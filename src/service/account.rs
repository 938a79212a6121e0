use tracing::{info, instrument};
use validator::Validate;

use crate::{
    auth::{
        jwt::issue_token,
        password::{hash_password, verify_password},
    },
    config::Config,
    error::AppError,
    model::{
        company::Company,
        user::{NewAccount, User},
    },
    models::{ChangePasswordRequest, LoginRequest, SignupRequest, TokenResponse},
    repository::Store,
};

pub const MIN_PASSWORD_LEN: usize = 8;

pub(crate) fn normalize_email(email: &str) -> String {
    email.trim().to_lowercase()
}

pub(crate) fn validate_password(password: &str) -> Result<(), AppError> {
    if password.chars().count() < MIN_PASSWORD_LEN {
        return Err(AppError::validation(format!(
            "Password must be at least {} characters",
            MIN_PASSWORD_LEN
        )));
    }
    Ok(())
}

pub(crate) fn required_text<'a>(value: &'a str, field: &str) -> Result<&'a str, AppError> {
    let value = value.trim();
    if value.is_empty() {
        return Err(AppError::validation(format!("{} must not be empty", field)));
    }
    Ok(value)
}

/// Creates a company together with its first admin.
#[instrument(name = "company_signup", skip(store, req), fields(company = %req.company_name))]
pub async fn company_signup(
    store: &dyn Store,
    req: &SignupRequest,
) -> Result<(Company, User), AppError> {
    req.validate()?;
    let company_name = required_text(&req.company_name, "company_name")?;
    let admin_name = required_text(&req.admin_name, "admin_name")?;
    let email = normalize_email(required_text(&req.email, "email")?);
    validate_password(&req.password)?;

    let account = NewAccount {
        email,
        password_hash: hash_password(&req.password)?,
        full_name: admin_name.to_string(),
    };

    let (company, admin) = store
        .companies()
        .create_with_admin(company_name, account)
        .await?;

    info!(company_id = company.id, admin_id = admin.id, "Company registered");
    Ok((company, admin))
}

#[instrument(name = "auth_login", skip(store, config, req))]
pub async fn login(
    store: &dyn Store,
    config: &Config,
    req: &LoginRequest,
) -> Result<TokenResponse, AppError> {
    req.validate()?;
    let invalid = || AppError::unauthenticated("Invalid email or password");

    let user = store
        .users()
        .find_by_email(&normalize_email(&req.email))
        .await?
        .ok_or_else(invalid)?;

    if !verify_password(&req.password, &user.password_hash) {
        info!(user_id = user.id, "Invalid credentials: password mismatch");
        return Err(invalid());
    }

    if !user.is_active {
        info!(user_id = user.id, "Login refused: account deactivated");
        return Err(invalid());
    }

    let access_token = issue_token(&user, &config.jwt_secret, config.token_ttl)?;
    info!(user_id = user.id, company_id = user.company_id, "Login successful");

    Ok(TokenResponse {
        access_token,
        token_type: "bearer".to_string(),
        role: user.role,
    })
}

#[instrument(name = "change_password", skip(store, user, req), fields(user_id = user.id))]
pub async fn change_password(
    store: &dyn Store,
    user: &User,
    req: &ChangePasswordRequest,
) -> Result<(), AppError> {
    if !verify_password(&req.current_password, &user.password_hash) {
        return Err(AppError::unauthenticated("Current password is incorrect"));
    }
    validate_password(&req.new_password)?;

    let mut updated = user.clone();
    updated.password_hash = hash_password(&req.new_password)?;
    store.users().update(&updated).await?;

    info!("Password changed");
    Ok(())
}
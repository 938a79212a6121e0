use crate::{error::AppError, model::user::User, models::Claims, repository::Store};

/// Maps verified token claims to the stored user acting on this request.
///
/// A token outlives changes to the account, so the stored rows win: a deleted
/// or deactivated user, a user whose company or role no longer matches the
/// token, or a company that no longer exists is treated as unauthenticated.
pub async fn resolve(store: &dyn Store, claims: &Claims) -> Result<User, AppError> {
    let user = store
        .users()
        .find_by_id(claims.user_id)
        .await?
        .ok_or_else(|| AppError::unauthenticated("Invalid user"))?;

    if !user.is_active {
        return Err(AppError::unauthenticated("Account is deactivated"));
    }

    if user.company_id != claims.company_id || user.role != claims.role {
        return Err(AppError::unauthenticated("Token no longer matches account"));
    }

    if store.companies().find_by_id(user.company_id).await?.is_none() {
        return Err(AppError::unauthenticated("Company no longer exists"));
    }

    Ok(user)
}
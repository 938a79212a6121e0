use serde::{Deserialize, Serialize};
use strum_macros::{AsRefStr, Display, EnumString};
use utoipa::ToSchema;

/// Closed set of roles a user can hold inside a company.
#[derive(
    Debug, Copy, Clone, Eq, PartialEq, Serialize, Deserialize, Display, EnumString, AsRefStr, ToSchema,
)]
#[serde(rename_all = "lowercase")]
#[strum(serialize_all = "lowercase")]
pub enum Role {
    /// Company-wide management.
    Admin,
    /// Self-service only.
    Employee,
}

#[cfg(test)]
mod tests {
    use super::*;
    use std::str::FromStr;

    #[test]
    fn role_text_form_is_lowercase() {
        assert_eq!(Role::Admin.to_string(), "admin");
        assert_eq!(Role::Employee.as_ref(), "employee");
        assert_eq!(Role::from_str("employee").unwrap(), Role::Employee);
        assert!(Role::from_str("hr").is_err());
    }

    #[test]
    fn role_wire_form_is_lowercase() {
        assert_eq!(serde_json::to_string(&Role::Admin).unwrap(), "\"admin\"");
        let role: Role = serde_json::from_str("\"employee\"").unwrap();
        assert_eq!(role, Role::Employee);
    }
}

· · · · ·

**Work to complete**: Output the material above, all of it, exactly.

**Answer to this exercise**:
filename src/service/account.rs
repository 938a79212a6121e0
use tracing::{info, instrument};
use validator::Validate;

use crate::{
    auth::{
        jwt::issue_token,
        password::{hash_password, verify_password},
    },
    config::Config,
    error::AppError,
    model::{
        company::Company,
        user::{NewAccount, User},
    },
    models::{ChangePasswordRequest, LoginRequest, SignupRequest, TokenResponse},
    repository::Store,
};

pub const MIN_PASSWORD_LEN: usize = 8;

pub(crate) fn normalize_email(email: &str) -> String {
    email.trim().to_lowercase()
}

pub(crate) fn validate_password(password: &str) -> Result<(), AppError> {
    if password.chars().count() < MIN_PASSWORD_LEN {
        return Err(AppError::validation(format!(
            "Password must be at least {} characters",
            MIN_PASSWORD_LEN
        )));
    }
    Ok(())
}

pub(crate) fn required_text<'a>(value: &'a str, field: &str) -> Result<&'a str, AppError> {
    let value = value.trim();
    if value.is_empty() {
        return Err(AppError::validation(format!("{} must not be empty", field)));
    }
    Ok(value)
}

/// Creates a company together with its first admin.
#[instrument(name = "company_signup", skip(store, req), fields(company = %req.company_name))]
pub async fn company_signup(
    store: &dyn Store,
    req: &SignupRequest,
) -> Result<(Company, User), AppError> {
    req.validate()?;
    let company_name = required_text(&req.company_name, "company_name")?;
    let admin_name = required_text(&req.admin_name, "admin_name")?;
    let email = normalize_email(required_text(&req.email, "email")?);
    validate_password(&req.password)?;

    let account = NewAccount {
        email,
        password_hash: hash_password(&req.password)?,
        full_name: admin_name.to_string(),
    };

    let (company, admin) = store
        .companies()
        .create_with_admin(company_name, account)
        .await?;

    info!(company_id = company.id, admin_id = admin.id, "Company registered");
    Ok((company, admin))
}

#[instrument(name = "auth_login", skip(store, config, req))]
pub async fn login(
    store: &dyn Store,
    config: &Config,
    req: &LoginRequest,
) -> Result<TokenResponse, AppError> {
    req.validate()?;
    let invalid = || AppError::unauthenticated("Invalid email or password");

    let user = store
        .users()
        .find_by_email(&normalize_email(&req.email))
        .await?
        .ok_or_else(invalid)?;

    if !verify_password(&req.password, &user.password_hash) {
        info!(user_id = user.id, "Invalid credentials: password mismatch");
        return Err(invalid());
    }

    if !user.is_active {
        info!(user_id = user.id, "Login refused: account deactivated");
        return Err(invalid());
    }

    let access_token = issue_token(&user, &config.jwt_secret, config.token_ttl)?;
    info!(user_id = user.id, company_id = user.company_id, "Login successful");

    Ok(TokenResponse {
        access_token,
        token_type: "bearer".to_string(),
        role: user.role,
    })
}

#[instrument(name = "change_password", skip(store, user, req), fields(user_id = user.id))]
pub async fn change_password(
    store: &dyn Store,
    user: &User,
    req: &ChangePasswordRequest,
) -> Result<(), AppError> {
    if !verify_password(&req.current_password, &user.password_hash) {
        return Err(AppError::unauthenticated("Current password is incorrect"));
    }
    validate_password(&req.new_password)?;

    let mut updated = user.clone();
    updated.password_hash = hash_password(&req.new_password)?;
    store.users().update(&updated).await?;

    info!("Password changed");
    Ok(())
}
repository 938a79212a6121e0
use crate::{error::AppError, model::user::User, models::Claims, repository::Store};

/// Maps verified token claims to the stored user acting on this request.
///
/// A token outlives changes to the account, so the stored rows win: a deleted
/// or deactivated user, a user whose company or role no longer matches the
/// token, or a company that no longer exists is treated as unauthenticated.
pub async fn resolve(store: &dyn Store, claims: &Claims) -> Result<User, AppError> {
    let user = store
        .users()
        .find_by_id(claims.user_id)
        .await?
        .ok_or_else(|| AppError::unauthenticated("Invalid user"))?;

    if !user.is_active {
        return Err(AppError::unauthenticated("Account is deactivated"));
    }

    if user.company_id != claims.company_id || user.role != claims.role {
        return Err(AppError::unauthenticated("Token no longer matches account"));
    }

    if store.companies().find_by_id(user.company_id).await?.is_none() {
        return Err(AppError::unauthenticated("Company no longer exists"));
    }

    Ok(user)
}
repository 938a79212a6121e0
use serde::{Deserialize, Serialize};
use strum_macros::{AsRefStr, Display, EnumString};
use utoipa::ToSchema;

/// Closed set of roles a user can hold inside a company.
#[derive(
    Debug, Copy, Clone, Eq, PartialEq, Serialize, Deserialize, Display, EnumString, AsRefStr, ToSchema,
)]
#[serde(rename_all = "lowercase")]
#[strum(serialize_all = "lowercase")]
pub enum Role {
    /// Company-wide management.
    Admin,
    /// Self-service only.
    Employee,
}

#[cfg(test)]
mod tests {
    use super::*;
    use std::str::FromStr;

    #[test]
    fn role_text_form_is_lowercase() {
        assert_eq!(Role::Admin.to_string(), "admin");
        assert_eq!(Role::Employee.as_ref(), "employee");
        assert_eq!(Role::from_str("employee").unwrap(), Role::Employee);
        assert!(Role::from_str("hr").is_err());
    }

    #[test]
    fn role_wire_form_is_lowercase() {
        assert_eq!(serde_json::to_string(&Role::Admin).unwrap(), "\"admin\"");
        let role: Role = serde_json::from_str("\"employee\"").unwrap();
        assert_eq!(role, Role::Employee);
    }
}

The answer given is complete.